Di situlah ia masih tak mengerti. Kenapa ayahnya tidak mewariskannya begitu saja. Bukankah cara itu lebih efektif. Dan itu seperti yang biasanya dilakukan para raja kepada putera mahkota.
Waktu pun berlalu. Si harimau muda kini sudah tumbuh dewasa. Ia sudah hampir seperti ayahnya, menjadi penguasa di hutan belantara.
Kelebihannya, ia sudah pernah belajar cara menguasai hutan dari apa yang ia alami ketika bersama ayahnya. Pengalaman lama itu ternyata begitu sangat berharga.
Lama nian ia tak berjumpa ayahnya. Tapi, ia ragu apakah ayahnya masih mau menerima kehadirannya. Ia khawatir akan diusir lagi.
Kerinduan akhirnya membawanya berjumpa lagi dengan ayah dan keluarganya. Kini, ia datang bukan sebagai pengeran yang ingin diwariskan kerajaan. Tapi sebagai raja baru yang ingin berjumpa keluarganya.

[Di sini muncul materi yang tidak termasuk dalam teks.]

//! Shared test fixtures for mcheyne integration tests.
//!
//! Provides a small reading-plan document with three plans:
//! - **`12_month`**: one entry for every calendar day of a leap year
//!   (366 readings), so "today" always resolves. January 1st carries the
//!   real M'Cheyne reading.
//! - **`24_month`**: two cycles over January 1st-3rd, so calendar dates
//!   repeat and first-match behaviour can be observed.
//! - **`48_month`**: a handful of entries, including no February 29th.

use std::path::PathBuf;
use std::sync::{Arc, OnceLock};

use serde_json::{Value, json};
use tempfile::TempDir;

use mcheyne_core::plan::PlanStore;
use mcheyne_core::resolve::month_name;

/// Reading assigned to January 1st in the `12_month` fixture.
pub const NEW_YEARS_READING: &str = "Genesis 1, Matthew 1, Ezra 1, Acts 1";

const DAYS_IN_LEAP_YEAR: [u32; 12] = [31, 29, 31, 30, 31, 30, 31, 31, 30, 31, 30, 31];

static SAMPLE_JSON: OnceLock<String> = OnceLock::new();

fn entry(month: u32, day: u32, reading: &str) -> Value {
    json!({
        "month": month,
        "day": day,
        "month_name": month_name(month).unwrap_or("Unknown"),
        "reading": reading,
    })
}

fn build_document() -> Value {
    let mut year = Vec::with_capacity(366);
    let mut n = 0u32;
    for (idx, days) in DAYS_IN_LEAP_YEAR.iter().enumerate() {
        let month = idx as u32 + 1;
        for day in 1..=*days {
            n += 1;
            let reading = if n == 1 {
                NEW_YEARS_READING.to_owned()
            } else {
                format!("Genesis {n}, Matthew {n}, Ezra {n}, Acts {n}")
            };
            year.push(entry(month, day, &reading));
        }
    }

    let two_year = vec![
        entry(1, 1, "Genesis 1, Matthew 1"),
        entry(1, 2, "Genesis 2, Matthew 2"),
        entry(1, 3, "Genesis 3, Matthew 3"),
        entry(1, 1, "Ezra 1, Acts 1"),
        entry(1, 2, "Ezra 2, Acts 2"),
        entry(1, 3, "Ezra 3, Acts 3"),
    ];

    let four_year = vec![
        entry(1, 1, "Genesis 1"),
        entry(2, 28, "Genesis 59"),
        entry(3, 1, "Genesis 60"),
    ];

    json!({
        "title": "M'Cheyne Bible Reading Plan",
        "description": "Daily Bible reading plans for completing the entire Bible",
        "plans": {
            "12_month": {
                "name": "12 Month Plan",
                "description": "Complete the Bible in 1 year with 4 chapters per day",
                "total_days": year.len(),
                "readings": year,
            },
            "24_month": {
                "name": "24 Month Plan",
                "description": "Complete the Bible in 2 years with 2 chapters per day",
                "total_days": two_year.len(),
                "readings": two_year,
            },
            "48_month": {
                "name": "48 Month Plan",
                "description": "Complete the Bible in 4 years with a more relaxed pace",
                "total_days": four_year.len(),
                "readings": four_year,
            },
        },
        "metadata": {"source": "fixture"}
    })
}

/// The fixture document as a JSON string.
pub fn sample_document_json() -> &'static str {
    SAMPLE_JSON.get_or_init(|| build_document().to_string())
}

/// A store built from the fixture document.
pub fn sample_store() -> Arc<PlanStore> {
    let store = PlanStore::from_json(sample_document_json()).expect("fixture document is valid");
    Arc::new(store)
}

/// Write the fixture document into a fresh temp dir.
///
/// Returns `(dir, path)`; keep `dir` alive for as long as the file is needed.
pub fn write_sample_file() -> (TempDir, PathBuf) {
    let dir = TempDir::new().expect("failed to create temp dir");
    let path = dir.path().join("reading_plan.json");
    std::fs::write(&path, sample_document_json()).expect("failed to write fixture document");
    (dir, path)
}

Ayah dan keluarganya menerima kedatangan sang anak dengan cinta. Dalam perjumpaan itu, sang ayah mengatakan, “Apa kamu masih ingin diwariskan kerajaan dari ayah?”
Sang anak tersenyum. “Apa yang kini aku miliki, jauh lebih besar dari yang dulu ingin kudapatkan dari ayah,” ungkapnya.
“Anakku, aku lebih ingin mewariskan cara menjadi raja, bukan sekadar kerajaan itu sendiri. Karena dengan begitulah, kamu akan menjadi raja yang sebenarnya,” pungkas sang ayah yang disambut anggukan sang anak.
**
Tidak semua orang tua yang menyadari bahwa warisan paling bernilai adalah tentang bagaimana cara memiliki warisan, daripada wujud warisan itu sendiri.
Karena warisan ilmu jauh lebih berharga daripada benda. Meskipun benda-benda itu tampak lebih berkilau dan mempesona. [Mh]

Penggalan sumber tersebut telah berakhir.